Blogger michael molovinsky said...

kevin, in your mother's youth the park ended at the swimming pool and basket court, it didn't continue under the bridge and across lehigh street to the wire mill arboretum. (there were houses there, and in my youth the actual wire mill building). although the park was smaller, it was maintained much, much better. the steps were keep weeded, thus no saplings caused the damage you witnessed. the "fountain" would never have been filled with trash. there was no master plan, or even people with master's trying to "improve" the system, but there were good stewards who knew and appreciated what we had. andrew, nice documentation

July 22, 2009 at 6:37 AM  
Blogger LVCI said...

Bit off topic (links)... Then there was Adam's Island area . (PIXS)

Old timer's will remember the river ferry to the island. The swim area, etc.

Here's a bunch of great old pixs way before we were born: Images Of America: Allentown

July 22, 2009 at 9:32 AM  
Blogger Andrew Kleiner said...

LVCI, I love those Images of America books. For this area, they are probably the easiest way to find out a significant amount of local history.
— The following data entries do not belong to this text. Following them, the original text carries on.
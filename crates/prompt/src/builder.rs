//! Prompt builder for rendering templates.
//!
//! Values are inserted verbatim (no HTML escaping), so the rendered text
//! always carries the literal question, history and context.

use crate::types::{BuiltPrompt, PromptDefinition};
use docchat_core::{AppError, AppResult};
use handlebars::Handlebars;
use std::collections::HashMap;

/// Inputs of the grounded answer prompt.
#[derive(Debug, Clone, Default)]
pub struct AnswerInputs<'a> {
    /// Rendered history block; empty when history is off or absent
    pub chat_history: &'a str,
    /// Concatenated retrieved chunks
    pub context: &'a str,
    /// The user's question
    pub question: &'a str,
    /// Language the assistant must answer in
    pub language: &'a str,
}

/// Build a prompt from a definition and input variables.
///
/// # Example
/// ```no_run
/// use docchat_prompt::{build_prompt, PromptDefinition};
/// use std::collections::HashMap;
///
/// # fn example(def: PromptDefinition) -> Result<(), Box<dyn std::error::Error>> {
/// let mut vars = HashMap::new();
/// vars.insert("question".to_string(), "What is the refund policy?".to_string());
///
/// let built = build_prompt(&def, vars)?;
/// println!("{}", built.text);
/// # Ok(())
/// # }
/// ```
pub fn build_prompt(
    definition: &PromptDefinition,
    variables: HashMap<String, String>,
) -> AppResult<BuiltPrompt> {
    tracing::debug!("Building prompt: {}", definition.id);

    let rendered = render_template(&definition.template, &variables)?;

    Ok(BuiltPrompt::new(
        rendered,
        definition.id.clone(),
        variables,
    ))
}

/// Build the grounded answer prompt.
pub fn build_answer_prompt(
    definition: &PromptDefinition,
    inputs: &AnswerInputs<'_>,
) -> AppResult<BuiltPrompt> {
    let mut variables = HashMap::new();
    variables.insert("chatHistory".to_string(), inputs.chat_history.to_string());
    variables.insert("context".to_string(), inputs.context.to_string());
    variables.insert("question".to_string(), inputs.question.to_string());
    variables.insert("language".to_string(), inputs.language.to_string());

    build_prompt(definition, variables)
}

/// Build the prompt that folds chat history into a standalone retrieval query.
pub fn build_summary_prompt(
    definition: &PromptDefinition,
    chat_history: &str,
    question: &str,
) -> AppResult<BuiltPrompt> {
    let mut variables = HashMap::new();
    variables.insert("chatHistory".to_string(), chat_history.to_string());
    variables.insert("question".to_string(), question.to_string());

    build_prompt(definition, variables)
}

/// Render a Handlebars template with variables.
fn render_template(template: &str, variables: &HashMap<String, String>) -> AppResult<String> {
    let mut handlebars = Handlebars::new();

    // Plain text output
    handlebars.register_escape_fn(handlebars::no_escape);

    handlebars
        .register_template_string("prompt", template)
        .map_err(|e| AppError::Prompt(format!("Failed to register template: {}", e)))?;

    handlebars
        .render("prompt", variables)
        .map_err(|e| AppError::Prompt(format!("Failed to render template: {}", e)))
}

#[cfg(test)]
mod tests {
    use super::*;
    use crate::loader::{builtin_prompt, ANSWER_PROMPT_ID, SUMMARY_PROMPT_ID};

    fn block<'a>(text: &'a str, tag: &str) -> &'a str {
        let open = format!("<{}>", tag);
        let close = format!("</{}>", tag);
        let start = text.rfind(&open).unwrap() + open.len();
        let end = text.rfind(&close).unwrap();
        &text[start..end]
    }

    #[test]
    fn test_render_simple_template() {
        let mut vars = HashMap::new();
        vars.insert("question".to_string(), "Hello, world!".to_string());

        let result = render_template("Question: {{question}}", &vars).unwrap();
        assert_eq!(result, "Question: Hello, world!");
    }

    #[test]
    fn test_render_does_not_escape() {
        let mut vars = HashMap::new();
        vars.insert("question".to_string(), "a < b & \"c\"".to_string());

        let result = render_template("{{question}}", &vars).unwrap();
        assert_eq!(result, "a < b & \"c\"");
    }

    #[test]
    fn test_render_template_missing_variable() {
        let vars = HashMap::new();
        let result = render_template("Question: {{missing}}", &vars);
        assert_eq!(result.unwrap(), "Question: ");
    }

    #[test]
    fn test_answer_prompt_places_question_in_question_block() {
        let def = builtin_prompt(ANSWER_PROMPT_ID).unwrap();
        let question = "What is the {{refund}} policy? <b>now</b>";
        let built = build_answer_prompt(
            &def,
            &AnswerInputs {
                chat_history: "",
                context: "Refunds are issued within 30 days.",
                question,
                language: "English",
            },
        )
        .unwrap();

        assert!(block(&built.text, "question").contains(question));
        assert!(block(&built.text, "context").contains("within 30 days"));
        assert!(block(&built.text, "chat_history").trim().is_empty());
        assert!(built.text.contains("Answer in English."));
        assert_eq!(built.metadata.source_prompt_id, ANSWER_PROMPT_ID);
    }

    #[test]
    fn test_summary_prompt_carries_history_and_question() {
        let def = builtin_prompt(SUMMARY_PROMPT_ID).unwrap();
        let built = build_summary_prompt(
            &def,
            "user: Do you ship to Chile?\nassistant: Yes.",
            "How long does it take?",
        )
        .unwrap();

        assert!(block(&built.text, "chat_history").contains("ship to Chile"));
        assert!(block(&built.text, "question").contains("How long does it take?"));
    }
}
July 22, 2009 at 9:40 AM  
Blogger LVCI said...

WLVT did a good one for the area's historical amusement parks too!
Carousel of Memories

I made a YouTube video based on Bob Ott's/Wally Ely's Images of America:Dorney Park, but I took it off because I feared it violated copyrights

July 22, 2009 at 1:31 PM  
Blogger Lydia said...

I used to pass those stairs on my school bus everyday. Just looking at them gave me that "nostalgia for something I had never experienced." I have always wanted to explore there, and did not even realize it was a part of bigger park. Now my interest is really peeked and a trip that way is in my near future.